Tuesday, 11 September 2012

O Evangelho Segundo Jesus Cristo - segundo Saramago,






As idéias não tem paredes...



Uma provocação? Uma crítica contumaz ao Catolicismo? Ou apenas a divagação de umas das mentes mais criativas e produtivas da Literatura  Portuguesa e Mundial?
Além de grande escritor Saramago foi uma pessoa polêmica. Sua personalidade rigorosa e franca, de palavras cruas e diretas - por vezes ríspidas -  fez eco pelos cantos mais conservadores e pelas cabeças mais ortodoxas. Ateu convicto, comunista fiel, posicionou-se sempre a favor dos direitos humanos e por paradoxal que pareça foi um defensor da democracia. Segundo sua visão as democracias exercidas no ocidente nada mais são do que “fachadas políticas do poder econômico”.

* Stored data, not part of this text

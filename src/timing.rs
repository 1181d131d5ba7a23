//! Timers for ad-hoc measurements

use std::fmt;
use std::time::{Duration, Instant};

/// Running clock with a fixed display precision
#[derive(Debug, Clone, Copy)]
pub struct Stopwatch {
    start: Instant,
    digits: usize,
}

impl Stopwatch {
    pub fn start(digits: usize) -> Self {
        Self {
            start: Instant::now(),
            digits,
        }
    }

    pub fn elapsed(&self) -> Duration {
        self.start.elapsed()
    }

    /// Elapsed seconds rounded to `digits` decimals
    pub fn elapsed_secs(&self, digits: u32) -> f64 {
        let scale = 10f64.powi(digits as i32);
        (self.elapsed().as_secs_f64() * scale).round() / scale
    }

    pub fn restart(&mut self) {
        self.start = Instant::now();
    }
}

impl Default for Stopwatch {
    fn default() -> Self {
        Self::start(2)
    }
}

impl fmt::Display for Stopwatch {
    fn fmt(&self, f: &mut fmt::Formatter<'_>) -> fmt::Result {
        write!(f, "{:.*}s", self.digits, self.elapsed().as_secs_f64())
    }
}

/// Prints `[Timer:msg] 1.23s` to stderr when dropped
///
/// ```
/// # use utilkit::timing::Timer;
/// {
///     let _timer = Timer::new("load");
///     // work
/// }
/// ```
#[derive(Debug)]
pub struct Timer {
    msg: String,
    stopwatch: Stopwatch,
}

impl Timer {
    pub fn new(msg: impl Into<String>) -> Self {
        Self {
            msg: msg.into(),
            stopwatch: Stopwatch::start(2),
        }
    }
}

impl Drop for Timer {
    fn drop(&mut self) {
        eprintln!("[Timer:{}] {}", self.msg, self.stopwatch);
    }
}

/// Run `f`; when debug logging is on, print `⏱ 1.23s |> name` to stderr
pub fn debug_timing<T>(name: &str, f: impl FnOnce() -> T) -> T {
    let stopwatch = Stopwatch::start(2);
    let result = f();
    if log::log_enabled!(log::Level::Debug) {
        eprintln!("⏱ {} |> {}", stopwatch, name);
    }
    result
}

/// Run `f` and always print `Time: 1.23s` to stderr
pub fn simple_timing<T>(f: impl FnOnce() -> T) -> T {
    let stopwatch = Stopwatch::start(2);
    let result = f();
    eprintln!("Time: {}", stopwatch);
    result
}

/// Exit with code 1 after printing the backtrace and `msg` when `condition` is false
pub fn assert_that(condition: bool, msg: &str) {
    if !condition {
        eprintln!("{}", std::backtrace::Backtrace::force_capture());
        eprintln!("{}", msg);
        std::process::exit(1);
    }
}
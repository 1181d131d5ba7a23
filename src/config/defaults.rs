//! Default configuration values
//!
//! Single source of truth for relay defaults.

/// Environment variable prefix for relay options, e.g. `UTILKIT_RELAY_BUFFER_SIZE`
pub const ENV_PREFIX: &str = "UTILKIT_RELAY";

/// Default configuration file name
pub const DEFAULT_CONFIG_FILE: &str = "utilkit.json";

/// Default listen address
pub const LISTEN_STR: &str = "127.0.0.1:8080";

/// Default remote address
pub const REMOTE_STR: &str = "localhost:80";

/// Default log level
pub const LOG_LEVEL_STR: &str = "info";

pub fn listen() -> String {
    LISTEN_STR.to_string()
}

pub fn remote() -> String {
    REMOTE_STR.to_string()
}

pub fn log_level() -> String {
    LOG_LEVEL_STR.to_string()
}

/// Default relay read buffer size (4KB)
pub fn buffer_size() -> usize {
    4096
}

/// Default outbound connect timeout in seconds
pub fn connect_timeout() -> u64 {
    30
}
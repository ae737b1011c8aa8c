use anyhow::{Context, Result};
use loandesk_core::HttpApplicationsApi;
use loandesk_server::{AppState, Config, ConsoleRegistry};
use std::sync::Arc;

#[tokio::main]
async fn main() -> Result<()> {
    // Initialize tracing with INFO level by default
    tracing_subscriber::fmt()
        .with_env_filter(
            tracing_subscriber::EnvFilter::try_from_default_env()
                .unwrap_or_else(|_| tracing_subscriber::EnvFilter::new("info")),
        )
        .init();

    if std::env::args().nth(1).as_deref() == Some("--example-config") {
        print!("{}", Config::example()?);
        return Ok(());
    }

    // Load configuration
    let config = Config::load_default()?;

    tracing::info!("LoanDesk server starting...");
    tracing::info!("List endpoint: {}", config.api.list_url);
    tracing::info!("Session store: {:?}", config.admin.session_store);

    let secret = config.admin.secret()?;
    let api = HttpApplicationsApi::new(config.api.clone())
        .context("Failed to build HTTP client")?;
    let mut state = AppState::new(Arc::new(api), secret, config.admin.session_store());
    state.consoles = ConsoleRegistry::with_idle_timeout(config.admin.idle_timeout());
    let app = loandesk_server::router(state);

    let bind_addr = format!("{}:{}", config.server.bind_address, config.server.port);
    let listener = tokio::net::TcpListener::bind(&bind_addr)
        .await
        .with_context(|| format!("Failed to bind {bind_addr}"))?;

    tracing::info!("LoanDesk ready on http://{}", bind_addr);
    tracing::info!(
        "Landing page: http://localhost:{}/, admin: http://localhost:{}/admin",
        config.server.port,
        config.server.port
    );

    axum::serve(listener, app).await?;

    Ok(())
}
mod config;
mod pages;
mod state;
mod web;

pub use config::{AdminConfig, Config, ServerConfig, SessionStoreKind, CONFIG_ENV, PASSWORD_ENV};
pub use state::{AppState, ConsoleHandle, ConsoleRegistry, DEFAULT_IDLE_TIMEOUT};
pub use web::{router, SESSION_COOKIE};
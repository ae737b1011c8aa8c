//! Admin view-model over the remote application list
//!
//! A `Console` belongs to one admin session. It holds the session state,
//! the last fetched snapshot of applications and the notifications raised
//! since the last render.
//!
//! Remote calls are split in two halves so the owner does not have to hold
//! the console while waiting on the network: `begin_*` hands out a ticket
//! stamped with a monotonic sequence number, `finish_*` applies the result.
//! Sequence numbers decide which result wins when calls overlap:
//!
//! * a fetch is applied only if no later-issued fetch was applied before it;
//! * a confirmed update is applied unless a later-issued update of the same
//!   entry was confirmed before it;
//! * a confirmation is stamped with its own sequence number, and an applied
//!   fetch issued before that stamp keeps the confirmed status.

use crate::api::ApplicationsApi;
use crate::auth::SharedSecret;
use crate::error::ApiError;
use crate::models::{Application, Status, StatusCounts};
use crate::notification::Notification;
use crate::session::{SessionId, SessionState, SessionStore};
use std::collections::{HashMap, HashSet};
use std::sync::Arc;
use tracing::{debug, info, warn};

const CONNECTION_FAILED: &str = "Could not connect to the server";

/// In-flight list fetch
#[derive(Debug, PartialEq, Eq)]
#[must_use]
pub struct FetchTicket {
    seq: u64,
}

/// In-flight status update
#[derive(Debug, PartialEq, Eq)]
#[must_use]
pub struct UpdateTicket {
    seq: u64,
    id: i64,
    status: Status,
}

impl UpdateTicket {
    #[must_use]
    pub fn id(&self) -> i64 {
        self.id
    }

    #[must_use]
    pub fn status(&self) -> &Status {
        &self.status
    }
}

pub struct Console {
    session_id: SessionId,
    store: Arc<dyn SessionStore>,
    session: SessionState,
    applications: Vec<Application>,
    notifications: Vec<Notification>,
    last_seq: u64,
    // Tickets below this number were issued before the last logout
    floor: u64,
    applied_fetch: u64,
    in_flight_fetches: HashSet<u64>,
    confirmed: HashMap<i64, ConfirmedUpdate>,
}

/// Last applied update of one entry
#[derive(Debug)]
struct ConfirmedUpdate {
    issued: u64,
    confirmed: u64,
    status: Status,
}

impl Console {
    /// Open the console for a session, restoring its stored state
    pub fn restore(session_id: SessionId, store: Arc<dyn SessionStore>) -> Self {
        let session = store.load(&session_id).unwrap_or_else(|e| {
            warn!("Failed to load session {}: {}", session_id, e);
            SessionState::Unauthenticated
        });
        debug!("Restored session {} as {:?}", session_id, session);

        Self {
            session_id,
            store,
            session,
            applications: Vec::new(),
            notifications: Vec::new(),
            last_seq: 0,
            floor: 0,
            applied_fetch: 0,
            in_flight_fetches: HashSet::new(),
            confirmed: HashMap::new(),
        }
    }

    #[must_use]
    pub fn session_id(&self) -> SessionId {
        self.session_id
    }

    #[must_use]
    pub fn session(&self) -> &SessionState {
        &self.session
    }

    #[must_use]
    pub fn is_authenticated(&self) -> bool {
        self.session.is_authenticated()
    }

    /// Current snapshot, in the order the list endpoint returned it
    #[must_use]
    pub fn applications(&self) -> &[Application] {
        &self.applications
    }

    #[must_use]
    pub fn is_loading(&self) -> bool {
        !self.in_flight_fetches.is_empty()
    }

    /// Whether the explicit refresh action is available
    #[must_use]
    pub fn can_refresh(&self) -> bool {
        self.is_authenticated() && !self.is_loading()
    }

    /// Per-status counts over the current snapshot
    #[must_use]
    pub fn status_counts(&self) -> StatusCounts {
        StatusCounts::from_applications(&self.applications)
    }

    #[must_use]
    pub fn notifications(&self) -> &[Notification] {
        &self.notifications
    }

    /// Drain notifications for rendering
    pub fn take_notifications(&mut self) -> Vec<Notification> {
        std::mem::take(&mut self.notifications)
    }

    /// Check the admin password
    ///
    /// On a match the session becomes authenticated, the flag is persisted
    /// and the ticket of the initial fetch is returned. On a mismatch an
    /// error notification is raised and nothing else changes.
    pub fn authenticate(&mut self, password: &str, secret: &SharedSecret) -> Option<FetchTicket> {
        if !secret.matches(password) {
            info!("Rejected admin login for session {}", self.session_id);
            self.notifications.push(Notification::error("Wrong password"));
            return None;
        }

        self.session = SessionState::authenticated_now();
        if let Err(e) = self.store.save(&self.session_id, &self.session) {
            warn!("Failed to persist session {}: {}", self.session_id, e);
            self.notifications.push(Notification::error(
                "Signed in, but the session could not be saved; you will need to sign in again after reloading",
            ));
        }
        info!("Admin session {} authenticated", self.session_id);

        self.begin_fetch()
    }

    /// Sign out, forgetting the persisted flag and the loaded snapshot
    pub fn logout(&mut self) {
        self.session = SessionState::Unauthenticated;
        if let Err(e) = self.store.save(&self.session_id, &self.session) {
            warn!("Failed to clear session {}: {}", self.session_id, e);
        }

        self.applications.clear();
        self.in_flight_fetches.clear();
        self.confirmed.clear();
        self.floor = self.last_seq + 1;
        info!("Admin session {} logged out", self.session_id);
    }

    /// Start a list fetch; `None` when not authenticated
    pub fn begin_fetch(&mut self) -> Option<FetchTicket> {
        if !self.is_authenticated() {
            return None;
        }
        let seq = self.next_seq();
        self.in_flight_fetches.insert(seq);
        debug!("Fetch #{} started", seq);
        Some(FetchTicket { seq })
    }

    /// Apply the result of a list fetch
    pub fn finish_fetch(&mut self, ticket: FetchTicket, result: Result<Vec<Application>, ApiError>) {
        let seq = ticket.seq;
        self.in_flight_fetches.remove(&seq);
        if seq < self.floor {
            debug!("Dropping fetch #{} issued before logout", seq);
            return;
        }

        match result {
            Ok(mut applications) if seq > self.applied_fetch => {
                for app in &mut applications {
                    if let Some(update) = self.confirmed.get(&app.id) {
                        if update.confirmed > seq {
                            app.status = update.status.clone();
                        }
                    }
                }
                self.confirmed.retain(|_, update| update.confirmed > seq);
                self.applications = applications;
                self.applied_fetch = seq;
                info!("Loaded {} applications", self.applications.len());
            }
            Ok(_) => {
                debug!(
                    "Discarding stale fetch #{} (fetch #{} already applied)",
                    seq, self.applied_fetch
                );
            }
            Err(e) => {
                warn!("Failed to load applications: {}", e);
                let description = if e.is_transport() {
                    CONNECTION_FAILED
                } else {
                    "Could not load applications"
                };
                self.notifications.push(Notification::error(description));
            }
        }
    }

    /// Start a status update; `None` when not authenticated or when the
    /// target status is not one the endpoint accepts
    pub fn begin_update(&mut self, id: i64, status: Status) -> Option<UpdateTicket> {
        if !self.is_authenticated() {
            return None;
        }
        if !status.is_known() {
            self.notifications
                .push(Notification::error(format!("Unknown status '{status}'")));
            return None;
        }
        let seq = self.next_seq();
        debug!("Update #{} started: application {} -> {}", seq, id, status);
        Some(UpdateTicket { seq, id, status })
    }

    /// Apply the result of a status update
    ///
    /// Only the matching entry's status changes, and only after the
    /// endpoint confirmed it. The change also overrides any fetch already
    /// applied or still in flight. A failure leaves the snapshot untouched.
    pub fn finish_update(&mut self, ticket: UpdateTicket, result: Result<(), ApiError>) {
        let UpdateTicket { seq, id, status } = ticket;
        if seq < self.floor {
            debug!("Dropping update #{} issued before logout", seq);
            return;
        }

        if let Err(e) = result {
            warn!("Failed to update application {}: {}", id, e);
            let description = match e {
                ApiError::Rejected(Some(message)) => message,
                ApiError::Rejected(None) => "Could not update the status".to_string(),
                _ => CONNECTION_FAILED.to_string(),
            };
            self.notifications.push(Notification::error(description));
            return;
        }

        info!("Application {} is now {}", id, status);
        self.notifications.push(Notification::success(
            "Status updated",
            format!("Application #{id} is now {}", status.label()),
        ));

        let newer_update = self
            .confirmed
            .get(&id)
            .is_some_and(|update| update.issued > seq);
        if newer_update {
            debug!("Update #{} superseded by a later update", seq);
            return;
        }

        if let Some(app) = self.applications.iter_mut().find(|app| app.id == id) {
            app.status = status.clone();
        }
        let confirmed = self.next_seq();
        self.confirmed.insert(
            id,
            ConfirmedUpdate {
                issued: seq,
                confirmed,
                status,
            },
        );
    }

    /// Authenticate and run the initial fetch
    pub async fn login<A>(&mut self, api: &A, password: &str, secret: &SharedSecret) -> bool
    where
        A: ApplicationsApi + ?Sized,
    {
        let Some(ticket) = self.authenticate(password, secret) else {
            return false;
        };
        let result = api.list_applications().await;
        self.finish_fetch(ticket, result);
        true
    }

    /// Fetch and apply the application list
    pub async fn fetch_applications<A>(&mut self, api: &A)
    where
        A: ApplicationsApi + ?Sized,
    {
        if let Some(ticket) = self.begin_fetch() {
            let result = api.list_applications().await;
            self.finish_fetch(ticket, result);
        }
    }

    /// Update one application's status and apply the result
    pub async fn update_status<A>(&mut self, api: &A, id: i64, status: Status)
    where
        A: ApplicationsApi + ?Sized,
    {
        if let Some(ticket) = self.begin_update(id, status) {
            let result = api.update_status(ticket.id(), ticket.status()).await;
            self.finish_update(ticket, result);
        }
    }

    fn next_seq(&mut self) -> u64 {
        self.last_seq += 1;
        self.last_seq
    }
}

O Cristianismo e a Bíblia foram alvo de seu interesse e estudo, sob uma crítica mordaz. Sendo ele português, acreditava na importância de entender o catolicismo e como este influenciou toda a cultura de seu país. Segundo ele a Bíblia “é um manual de maus costumes, um catálogo de crueldade e do pior da natureza humana”, um livro cheio de maus exemplos e que não deveria nunca cair nas mãos de adolescentes. Foi tradutor de grandes escritores antes mesmo de firmar-se como um deles. Seu principal alvo foi talvez a Igreja Católica com seus intermináveis e paradoxais dogmas e crenças. O poder absoluto da suprema ordem do Senhor através dos punhos de ferro de seus representantes na Terra, o Clero. A posição política com que a Igreja se coloca sobre os fiéis é o que mais incomodava Saramago.

No Evangelho Segundo Jesus Cristo, Jesus é feito um homem comum, cheio de dúvidas, incertezas e vislumbres. De caráter voluntarioso e sem nenhuma, absolutamente nenhuma aura de divindade. Encontra-se com Deus e o Diabo e sucumbe às tentações da carne nos braços de Maria Madalena, cheio de desejo humano, muito humano - talvez seria isso o que mais irritou a Igreja Católica tão zelosa com o corpo.
Saramago inicia o romance contando a historia de Maria e José, pessoas pobres e comuns que vivem em Nazaré e empreendem uma longa viagem até Belém sua terra natal a fim de participarem do recenseamento ordenado pelo Imperador romano Cesar Augusto. Maria nessa altura já grávida havia recebido a visita do anjo, aparentemente um homem feito um mendigo.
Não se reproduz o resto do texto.